With a large ensemble cast full of loud super-villains like Harley Quinn, Captain Boomerang, and Killer Croc, David Ayer’s Suicide Squad is one crowded movie. (Spoilers ahead) Early into the “mission” Amanda Waller sends them on, one of the squad bites it in order to prove she’ll kill them if they decide to go rogue.
Captain Boomerang (Jai Courtney), an Aussie mercenary who wields boomerangs like nobody’s business, tries to convince Slipknot (Adam Beach), a criminal and expert climber with unbreakable ropes, to make a break for it as soon as they get the chance. That chance comes pretty quick: Boomerang tries to escape but is subdued, while Slipknot rappels to freedom … until Rick Flag (Joel Kinnaman) activates Slipknot’s implant, immediately killing him.

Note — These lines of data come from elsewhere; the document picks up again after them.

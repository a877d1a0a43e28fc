//! CSV adapter for the raw and cleaned training datasets.

use std::io::{Read, Write};

use crate::domain::cleaning::{CleanRecord, RawRecord};

/// Error type for dataset I/O.
#[derive(Debug, thiserror::Error)]
pub enum DatasetError {
    #[error("CSV error: {0}")]
    Csv(#[from] csv::Error),

    #[error("IO error: {0}")]
    Io(#[from] std::io::Error),

    #[error("Dataset is missing required column {0}")]
    MissingColumn(String),
}

/// Columns every raw dataset must carry.
pub const REQUIRED_COLUMNS: [&str; 11] = [
    "age",
    "gender",
    "height",
    "weight",
    "ap_hi",
    "ap_lo",
    "cholesterol",
    "gluc",
    "smoke",
    "alco",
    "active",
];

/// Read raw records; empty cells become missing values.
///
/// # Errors
/// Returns `DatasetError::MissingColumn` if a required header is absent, or
/// a CSV error for unparseable cells.
pub fn read_records<R: Read>(reader: R, delimiter: u8) -> Result<Vec<RawRecord>, DatasetError> {
    let mut csv = csv::ReaderBuilder::new()
        .delimiter(delimiter)
        .trim(csv::Trim::All)
        .from_reader(reader);

    let headers = csv.headers()?.clone();
    if let Some(missing) = REQUIRED_COLUMNS
        .into_iter()
        .find(|c| !headers.iter().any(|h| h == *c))
    {
        return Err(DatasetError::MissingColumn(missing.to_string()));
    }

    csv.deserialize()
        .collect::<Result<Vec<RawRecord>, _>>()
        .map_err(DatasetError::from)
}

/// Write cleaned records as comma-separated CSV with a header row.
///
/// # Errors
/// Returns an error if serialization or the underlying write fails.
pub fn write_records<W: Write>(writer: W, records: &[CleanRecord]) -> Result<(), DatasetError> {
    let mut csv = csv::Writer::from_writer(writer);
    for record in records {
        csv.serialize(record)?;
    }
    csv.flush()?;
    Ok(())
}
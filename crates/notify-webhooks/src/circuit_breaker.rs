//! Per-endpoint circuit breaker.
//!
//! Counts consecutive failed attempts on the endpoint row and disables the
//! endpoint once the count reaches the configured threshold. The breaker only
//! opens: a disabled endpoint is skipped before it can succeed, so it stays
//! disabled until an operator resets or reactivates it.
//!
//! The trip rule is [`evaluate`]. Repositories apply it inside the same atomic
//! operation that increments `failure_count`, so concurrent failures on one
//! endpoint can neither lose an increment nor skip the trip.

use std::sync::Arc;

use chrono::{DateTime, Utc};
use serde::{Deserialize, Serialize};
use utoipa::ToSchema;
use uuid::Uuid;

use crate::error::WebhookError;
use crate::models::WebhookEndpoint;
use crate::repository::EndpointRepository;

/// Circuit breaker states.
#[derive(Debug, Clone, Copy, PartialEq, Eq, Serialize, Deserialize, Default, ToSchema)]
#[serde(rename_all = "snake_case")]
pub enum CircuitState {
    /// Deliveries proceed.
    #[default]
    Closed,
    /// Endpoint disabled; no deliveries until reset.
    Open,
}

impl CircuitState {
    #[must_use]
    pub fn as_str(&self) -> &'static str {
        match self {
            Self::Closed => "closed",
            Self::Open => "open",
        }
    }
}

/// Whether `failure_count` has reached the disable threshold.
#[must_use]
pub fn should_disable(failure_count: i32, threshold: i32) -> bool {
    failure_count >= threshold
}

/// The `disabled_at` value after a failure has been counted.
///
/// An already-disabled endpoint keeps its original timestamp.
#[must_use]
pub fn evaluate(
    failure_count: i32,
    disabled_at: Option<DateTime<Utc>>,
    threshold: i32,
    now: DateTime<Utc>,
) -> Option<DateTime<Utc>> {
    match disabled_at {
        Some(at) => Some(at),
        None if should_disable(failure_count, threshold) => Some(now),
        None => None,
    }
}

/// Endpoint state right after a failure was counted.
#[derive(Debug, Clone, Copy, PartialEq, Eq)]
pub struct FailureTally {
    pub failure_count: i32,
    pub disabled_at: Option<DateTime<Utc>>,
    /// True only for the failure that opened the circuit.
    pub tripped: bool,
}

/// Breaker view of one endpoint.
#[derive(Debug, Clone, Serialize, Deserialize, ToSchema)]
pub struct CircuitBreakerStatus {
    pub endpoint_id: Uuid,
    pub state: CircuitState,
    pub failure_count: i32,
    pub disable_threshold: i32,
    pub disabled_at: Option<DateTime<Utc>>,
    pub active: bool,
}

impl CircuitBreakerStatus {
    #[must_use]
    pub fn from_endpoint(endpoint: &WebhookEndpoint, disable_threshold: i32) -> Self {
        Self {
            endpoint_id: endpoint.id,
            state: if endpoint.disabled_at.is_some() {
                CircuitState::Open
            } else {
                CircuitState::Closed
            },
            failure_count: endpoint.failure_count,
            disable_threshold,
            disabled_at: endpoint.disabled_at,
            active: endpoint.active,
        }
    }
}

/// Applies breaker policy to endpoint rows.
#[derive(Clone)]
pub struct CircuitBreaker {
    endpoints: Arc<dyn EndpointRepository>,
    disable_threshold: i32,
}

impl CircuitBreaker {
    #[must_use]
    pub fn new(endpoints: Arc<dyn EndpointRepository>, disable_threshold: i32) -> Self {
        Self {
            endpoints,
            disable_threshold,
        }
    }

    /// Count a failed attempt and open the circuit if the threshold is reached.
    pub async fn record_failure(
        &self,
        tenant_id: Uuid,
        endpoint_id: Uuid,
    ) -> Result<FailureTally, WebhookError> {
        let tally = self
            .endpoints
            .record_failure(tenant_id, endpoint_id, self.disable_threshold, Utc::now())
            .await?
            .ok_or(WebhookError::EndpointNotFound)?;

        if tally.tripped {
            tracing::warn!(
                target: "circuit_breaker",
                endpoint_id = %endpoint_id,
                tenant_id = %tenant_id,
                failure_count = tally.failure_count,
                threshold = self.disable_threshold,
                "Circuit breaker opened; endpoint disabled due to consecutive failures"
            );
        }

        Ok(tally)
    }

    /// Reset the consecutive failure count after a successful delivery.
    ///
    /// Does not clear `disabled_at`.
    pub async fn record_success(
        &self,
        tenant_id: Uuid,
        endpoint_id: Uuid,
    ) -> Result<(), WebhookError> {
        self.endpoints.record_success(tenant_id, endpoint_id).await
    }

    /// Manually close the circuit: clears `failure_count` and `disabled_at`.
    ///
    /// `active` is left unchanged.
    pub async fn reset(
        &self,
        tenant_id: Uuid,
        endpoint_id: Uuid,
    ) -> Result<WebhookEndpoint, WebhookError> {
        let endpoint = self
            .endpoints
            .reset_circuit_breaker(tenant_id, endpoint_id)
            .await?
            .ok_or(WebhookError::EndpointNotFound)?;

        tracing::info!(
            target: "circuit_breaker",
            endpoint_id = %endpoint_id,
            tenant_id = %tenant_id,
            "Circuit breaker manually reset"
        );

        Ok(endpoint)
    }

    pub async fn status(
        &self,
        tenant_id: Uuid,
        endpoint_id: Uuid,
    ) -> Result<CircuitBreakerStatus, WebhookError> {
        let endpoint = self
            .endpoints
            .find_by_id(tenant_id, endpoint_id)
            .await?
            .ok_or(WebhookError::EndpointNotFound)?;

        Ok(CircuitBreakerStatus::from_endpoint(
            &endpoint,
            self.disable_threshold,
        ))
    }
}

#[cfg(test)]
mod tests {
    use super::*;
    use crate::models::CreateEndpoint;
    use crate::repository::InMemoryEndpointRepository;

    async fn breaker_with_endpoint(threshold: i32) -> (CircuitBreaker, Uuid, Uuid) {
        let repo = Arc::new(InMemoryEndpointRepository::new());
        let tenant_id = Uuid::new_v4();
        let ep = repo
            .create(CreateEndpoint {
                tenant_id,
                url: "https://example.com/hook".to_string(),
                description: None,
                secret_encrypted: "enc".to_string(),
                subscribed_events: vec!["*".to_string()],
            })
            .await
            .unwrap();
        (CircuitBreaker::new(repo, threshold), tenant_id, ep.id)
    }

    #[test]
    fn test_circuit_state_default() {
        assert_eq!(CircuitState::default(), CircuitState::Closed);
        assert_eq!(CircuitState::Open.as_str(), "open");
    }

    #[test]
    fn test_should_disable_at_exact_threshold() {
        assert!(!should_disable(9, 10));
        assert!(should_disable(10, 10));
        assert!(should_disable(11, 10));
    }

    #[test]
    fn test_evaluate_keeps_original_disabled_at() {
        let earlier = Utc::now() - chrono::Duration::hours(1);
        let now = Utc::now();

        assert_eq!(evaluate(3, None, 10, now), None);
        assert_eq!(evaluate(10, None, 10, now), Some(now));
        assert_eq!(evaluate(12, Some(earlier), 10, now), Some(earlier));
        // Disabled by deactivation below threshold stays disabled.
        assert_eq!(evaluate(1, Some(earlier), 10, now), Some(earlier));
    }

    #[tokio::test]
    async fn test_trips_exactly_once_at_threshold() {
        let (breaker, tenant_id, endpoint_id) = breaker_with_endpoint(3).await;

        let first = breaker.record_failure(tenant_id, endpoint_id).await.unwrap();
        let second = breaker.record_failure(tenant_id, endpoint_id).await.unwrap();
        assert!(!first.tripped && !second.tripped);
        assert!(second.disabled_at.is_none());

        let third = breaker.record_failure(tenant_id, endpoint_id).await.unwrap();
        assert!(third.tripped);
        assert_eq!(third.failure_count, 3);
        assert!(third.disabled_at.is_some());

        let fourth = breaker.record_failure(tenant_id, endpoint_id).await.unwrap();
        assert!(!fourth.tripped);
        assert_eq!(fourth.disabled_at, third.disabled_at);
    }

    #[tokio::test]
    async fn test_success_resets_count_but_not_disabled_at() {
        let (breaker, tenant_id, endpoint_id) = breaker_with_endpoint(2).await;
        breaker.record_failure(tenant_id, endpoint_id).await.unwrap();
        breaker.record_failure(tenant_id, endpoint_id).await.unwrap();

        breaker.record_success(tenant_id, endpoint_id).await.unwrap();

        let status = breaker.status(tenant_id, endpoint_id).await.unwrap();
        assert_eq!(status.failure_count, 0);
        assert_eq!(status.state, CircuitState::Open);
    }

    #[tokio::test]
    async fn test_reset_closes_circuit() {
        let (breaker, tenant_id, endpoint_id) = breaker_with_endpoint(1).await;
        breaker.record_failure(tenant_id, endpoint_id).await.unwrap();
        assert_eq!(
            breaker.status(tenant_id, endpoint_id).await.unwrap().state,
            CircuitState::Open
        );

        let endpoint = breaker.reset(tenant_id, endpoint_id).await.unwrap();
        assert_eq!(endpoint.failure_count, 0);
        assert!(endpoint.disabled_at.is_none());
        assert!(endpoint.active);
    }

    #[tokio::test]
    async fn test_unknown_endpoint() {
        let (breaker, tenant_id, _) = breaker_with_endpoint(1).await;
        let result = breaker.record_failure(tenant_id, Uuid::new_v4()).await;
        assert!(matches!(result, Err(WebhookError::EndpointNotFound)));
    }
}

Just like in the comics, the characters in Suicide Squad are implanted with remote devices in their heads. Should any of these villains decide to escape, a quick flick of the switch by Colonel Rick Flag will kill them. It’s fight for a little bit of life or die trying when you’re part of the Suicide Squad, and Slipknot was willing to die trying.

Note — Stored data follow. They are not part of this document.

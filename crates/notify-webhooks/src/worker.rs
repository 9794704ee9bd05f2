//! Background runner.
//!
//! Consumes published events (fan-out through the [`Dispatcher`]) and due
//! delivery tasks (attempts through the [`DeliveryWorker`]), each on its own
//! spawned task, bounded by a semaphore. On start it re-schedules every
//! unfinished delivery so retries survive restarts.

use std::future::Future;
use std::sync::Arc;
use std::time::Duration;

use chrono::Utc;
use tokio::sync::broadcast::error::RecvError;
use tokio::sync::{broadcast, mpsc, Semaphore};

use crate::error::WebhookError;
use crate::models::DeliveryStatus;
use crate::repository::DeliveryRepository;
use crate::scheduler::{DeliveryScheduler, DeliveryTask, TaskTrigger};
use crate::services::delivery_worker::DeliveryWorker;
use crate::services::dispatcher::Dispatcher;
use crate::services::event_publisher::WebhookEvent;

pub struct WebhookWorker {
    dispatcher: Dispatcher,
    delivery_worker: DeliveryWorker,
    deliveries: Arc<dyn DeliveryRepository>,
    scheduler: Arc<dyn DeliveryScheduler>,
    events: broadcast::Receiver<WebhookEvent>,
    tasks: mpsc::UnboundedReceiver<DeliveryTask>,
    concurrency: usize,
}

impl WebhookWorker {
    #[must_use]
    pub fn new(
        dispatcher: Dispatcher,
        delivery_worker: DeliveryWorker,
        deliveries: Arc<dyn DeliveryRepository>,
        scheduler: Arc<dyn DeliveryScheduler>,
        events: broadcast::Receiver<WebhookEvent>,
        tasks: mpsc::UnboundedReceiver<DeliveryTask>,
        concurrency: usize,
    ) -> Self {
        Self {
            dispatcher,
            delivery_worker,
            deliveries,
            scheduler,
            events,
            tasks,
            concurrency: concurrency.max(1),
        }
    }

    /// Re-schedule `pending` deliveries now and `retrying` ones at their
    /// `next_retry_at`. Returns how many were scheduled.
    pub async fn recover_unfinished(&self) -> Result<usize, WebhookError> {
        let unfinished = self.deliveries.list_unfinished().await?;
        let now = Utc::now();
        let mut scheduled = 0;

        for delivery in &unfinished {
            let delay = match (delivery.status, delivery.next_retry_at) {
                (DeliveryStatus::Retrying, Some(at)) => (at - now).to_std().unwrap_or_default(),
                _ => Duration::ZERO,
            };
            let task = DeliveryTask::for_delivery(delivery, TaskTrigger::Recovery);
            match self.scheduler.schedule(task, delay) {
                Ok(()) => scheduled += 1,
                Err(e) => tracing::error!(
                    target: "webhook_delivery",
                    delivery_id = %delivery.id,
                    error = %e,
                    "Failed to re-schedule unfinished delivery"
                ),
            }
        }

        Ok(scheduled)
    }

    /// Run until `shutdown` resolves, then wait for in-flight work.
    pub async fn run<F>(mut self, shutdown: F)
    where
        F: Future<Output = ()> + Send,
    {
        tracing::info!(
            target: "webhook_delivery",
            concurrency = self.concurrency,
            "Starting webhook worker"
        );

        match self.recover_unfinished().await {
            Ok(0) => {}
            Ok(count) => tracing::info!(
                target: "webhook_delivery",
                count,
                "Re-scheduled unfinished deliveries"
            ),
            Err(e) => tracing::error!(
                target: "webhook_delivery",
                error = %e,
                "Failed to recover unfinished deliveries"
            ),
        }

        let semaphore = Arc::new(Semaphore::new(self.concurrency));
        let mut events_open = true;
        tokio::pin!(shutdown);

        loop {
            tokio::select! {
                () = &mut shutdown => {
                    tracing::info!(target: "webhook_delivery", "Webhook worker shutdown requested");
                    break;
                }
                received = self.events.recv(), if events_open => match received {
                    Ok(event) => self.spawn_dispatch(&semaphore, event).await,
                    Err(RecvError::Lagged(skipped)) => tracing::warn!(
                        target: "webhook_delivery",
                        skipped,
                        "Webhook worker lagged behind publisher; events dropped"
                    ),
                    Err(RecvError::Closed) => {
                        tracing::info!(target: "webhook_delivery", "Event publisher closed");
                        events_open = false;
                    }
                },
                task = self.tasks.recv() => match task {
                    Some(task) => self.spawn_attempt(&semaphore, task).await,
                    None => {
                        tracing::info!(target: "webhook_delivery", "Task channel closed");
                        break;
                    }
                },
            }
        }

        tracing::info!(target: "webhook_delivery", "Waiting for in-flight deliveries to complete...");
        let permits = u32::try_from(self.concurrency).unwrap_or(u32::MAX);
        let _ = semaphore.acquire_many(permits).await;
        tracing::info!(target: "webhook_delivery", "Webhook worker stopped");
    }

    async fn spawn_dispatch(&self, semaphore: &Arc<Semaphore>, event: WebhookEvent) {
        let Ok(permit) = Arc::clone(semaphore).acquire_owned().await else {
            return;
        };
        let dispatcher = self.dispatcher.clone();
        tokio::spawn(async move {
            let _permit = permit;
            if let Err(e) = dispatcher.dispatch(&event).await {
                tracing::error!(
                    target: "webhook_delivery",
                    event_id = %event.event_id,
                    event_type = %event.event_type,
                    tenant_id = %event.tenant_id,
                    error = %e,
                    "Event dispatch failed"
                );
            }
        });
    }

    async fn spawn_attempt(&self, semaphore: &Arc<Semaphore>, task: DeliveryTask) {
        let Ok(permit) = Arc::clone(semaphore).acquire_owned().await else {
            return;
        };
        let worker = self.delivery_worker.clone();
        tokio::spawn(async move {
            let _permit = permit;
            match worker.execute(task).await {
                Ok(outcome) => tracing::debug!(
                    target: "webhook_delivery",
                    delivery_id = %task.delivery_id,
                    outcome = ?outcome,
                    "Delivery task finished"
                ),
                Err(e) => tracing::error!(
                    target: "webhook_delivery",
                    delivery_id = %task.delivery_id,
                    attempt = task.attempt,
                    error = %e,
                    "Delivery task failed"
                ),
            }
        });
    }
}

Thing is, the quick death of Slipknot in Ayer’s film does more than just establish a crucial plot device: It’s an homage from the comics. In Suicide Squad #9 from 1989 by John Ostrander, Boomerang also convinces Slipknot to escape — but selfishly, it was just to see if A.R.G.U.S. weren’t bluffing with their threats. They weren’t; in that comic, the Squad wore armbands that exploded if they got too far. Slipknot got too far, his arm blowing off into smithereens.
Boomerang isn’t very remorseful. “Better you’n me,” he thinks to himself.
Warner Bros. releases Suicide Squad on August 5.
Photos via Warner Bros.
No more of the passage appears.